Extended Data Fig. 5: Detailed analyses of spectrally modulated propagation in the linear track environment.

a, Copy of Fig. 2d for context and comparative visualization. b, The propagation distributions in panel A are re-expressed as the difference with respect to the baseline (τ = 1, α = 1). c, Each propagation density is plotted against the baseline propagation density (τ = 1, α = 1) on log scales. Note that only superdiffusion results in a non-linear warping of the propagation density. This non-linearity underpins the heavy-tail in the propagation density. d, Small-scale (dashed line) and large-scale (full line) spectral components (that is, generator eigenvectors) are plotted as a function of linear track position. Eigenvalues take a maximum value of 0 and are ordered according to the spatial scale of the corresponding spectral component. For example, eigenvalues close to zero correspond to large-scale spectral components with the spatial scale of the corresponding spectral component decreasing with the eigenvalue which are always less than or equal to zero. Therefore, the scale of a spectral component ϕ_k decreases as the absolute value |λ_k| of its corresponding eigenvalue λ_k increases. e, Spectral power is plotted as a function of eigenvalue on a log scale.

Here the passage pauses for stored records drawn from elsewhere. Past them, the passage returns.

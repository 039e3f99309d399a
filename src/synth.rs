//! SQL text from decoded row changes and statements.
//!
//! | change | forward | flashback |
//! |---|---|---|
//! | INSERT | `INSERT INTO t (cols) VALUES (after)` | `DELETE FROM t WHERE <after>` |
//! | UPDATE | `UPDATE t SET <after> WHERE <before>` | `UPDATE t SET <before> WHERE <after>` |
//! | DELETE | `DELETE FROM t WHERE <before>` | `INSERT INTO t (cols) VALUES (before)` |
//! | QUERY | verbatim | nothing |
//!
//! An empty string means "nothing to emit".

use binlog_core::{RowChange, RowImage, TableDescriptor, Value};
use mysql_types::{qualified_table_name, quote_identifier, sql_literal};

/// SQL for one row change, inverted when `flashback` is set.
pub fn synthesize(change: &RowChange, table: &TableDescriptor, flashback: bool) -> String {
    let name = qualified_table_name(&table.schema, &table.table);
    match (change, flashback) {
        (RowChange::Insert { after: image }, false) | (RowChange::Delete { before: image }, true) => {
            insert(&name, image)
        }
        (RowChange::Delete { before: image }, false) | (RowChange::Insert { after: image }, true) => {
            delete(&name, image)
        }
        (RowChange::Update { before, after }, false) => update(&name, after, before),
        (RowChange::Update { before, after }, true) => update(&name, before, after),
    }
}

/// SQL for a statement event; flashback cannot invert statements.
pub fn synthesize_query(query: &str, flashback: bool) -> String {
    if flashback {
        return String::new();
    }
    let query = query.trim();
    if query.is_empty() || is_transaction_marker(query) {
        return String::new();
    }
    query.to_string()
}

fn is_transaction_marker(query: &str) -> bool {
    query.eq_ignore_ascii_case("BEGIN") || query.eq_ignore_ascii_case("COMMIT")
}

fn insert(table: &str, image: &RowImage) -> String {
    if image.is_empty() {
        return String::new();
    }
    let columns: Vec<String> = image.names().map(quote_identifier).collect();
    let values: Vec<String> = image.values().map(sql_literal).collect();
    format!(
        "INSERT INTO {table} ({}) VALUES ({})",
        columns.join(","),
        values.join(",")
    )
}

fn delete(table: &str, image: &RowImage) -> String {
    if image.is_empty() {
        return String::new();
    }
    format!("DELETE FROM {table} WHERE {}", predicate(image))
}

fn update(table: &str, set: &RowImage, filter: &RowImage) -> String {
    if set.is_empty() || filter.is_empty() {
        return String::new();
    }
    let assignments: Vec<String> = set
        .iter()
        .map(|(name, value)| format!("{}={}", quote_identifier(name), sql_literal(value)))
        .collect();
    format!(
        "UPDATE {table} SET {} WHERE {}",
        assignments.join(","),
        predicate(filter)
    )
}

fn predicate(image: &RowImage) -> String {
    image
        .iter()
        .map(|(name, value)| match value {
            Value::Null => format!("{} IS NULL", quote_identifier(name)),
            value => format!("{}={}", quote_identifier(name), sql_literal(value)),
        })
        .collect::<Vec<_>>()
        .join(" AND ")
}
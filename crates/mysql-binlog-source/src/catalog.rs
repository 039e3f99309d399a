//! Column names from `INFORMATION_SCHEMA.COLUMNS`.
//!
//! Servers running with `binlog_row_metadata=MINIMAL` omit column names from
//! TABLE_MAP events; the catalog fills them in.

use anyhow::{anyhow, Context, Result};
use async_trait::async_trait;
use mysql_async::prelude::*;
use mysql_async::{Pool, Row};
use mysql_types::{catalog_column_is_unsigned, catalog_column_labels};
use tracing::debug;

/// A column as the server's catalog describes it.
#[derive(Debug, Clone, PartialEq, Eq)]
pub struct CatalogColumn {
    pub name: String,
    pub unsigned: bool,
    /// ENUM/SET labels in declaration order
    pub labels: Option<Vec<String>>,
}

impl CatalogColumn {
    pub fn new(name: impl Into<String>) -> Self {
        Self {
            name: name.into(),
            unsigned: false,
            labels: None,
        }
    }
}

/// Looks up a table's columns in ordinal order.
#[async_trait]
pub trait ColumnCatalog: Send + Sync {
    async fn columns(&self, schema: &str, table: &str) -> Result<Vec<CatalogColumn>>;
}

/// [`ColumnCatalog`] backed by a live server.
pub struct MySqlColumnCatalog {
    pool: Pool,
}

impl MySqlColumnCatalog {
    pub fn new(pool: Pool) -> Self {
        Self { pool }
    }
}

#[async_trait]
impl ColumnCatalog for MySqlColumnCatalog {
    async fn columns(&self, schema: &str, table: &str) -> Result<Vec<CatalogColumn>> {
        let mut conn = self.pool.get_conn().await?;
        let rows: Vec<Row> = conn
            .exec(
                "SELECT COLUMN_NAME, DATA_TYPE, COLUMN_TYPE
                 FROM INFORMATION_SCHEMA.COLUMNS
                 WHERE TABLE_SCHEMA = ? AND TABLE_NAME = ?
                 ORDER BY ORDINAL_POSITION",
                (schema, table),
            )
            .await
            .with_context(|| format!("Failed to read columns of {schema}.{table}"))?;

        let mut columns = Vec::with_capacity(rows.len());
        for row in rows {
            let name: String = row
                .get(0)
                .ok_or_else(|| anyhow!("Missing column name"))?;
            let data_type: String = row
                .get(1)
                .ok_or_else(|| anyhow!("Missing data type"))?;
            let column_type: String = row
                .get(2)
                .ok_or_else(|| anyhow!("Missing column type"))?;
            columns.push(CatalogColumn {
                name,
                unsigned: catalog_column_is_unsigned(&column_type),
                labels: catalog_column_labels(&data_type, &column_type),
            });
        }
        debug!("Catalog lists {} columns for {schema}.{table}", columns.len());
        Ok(columns)
    }
}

As the tempo τ decreases towards zero, the spatiotemporal horizon increases and the propagation density converges on the stationary state distribution. This corresponds to all spectral components with non-zero eigenvalues decaying to zero. Note that diffusion linearly changes the slope of the power spectrum while superdiffusion imposes a non-linear reweighting. This effect underpins the nonlinear time warping in the propagation densities in panel C. f, The characteristic modulation of the power spectrum under diffusion and superdiffusion is demonstrated by the relative power spectrum \(\frac{{s_{\tau ,\alpha }(\lambda )}}{{s_{1,1}(\lambda )}}\) computed as the power ratio with respect to the baseline propagator. Note that the long-range diffusion propagator (α = 1, τ = 0.5, thick red line) downweights small-scale components and upweights large-scale components while superdiffusion (α = 0.5, τ = 1, thick blue line) relatively upweights both small- and large-scale components but suppresses at medium scales. This enables a superdiffusive propagator to jump to remote positions without traversing intermediate locations.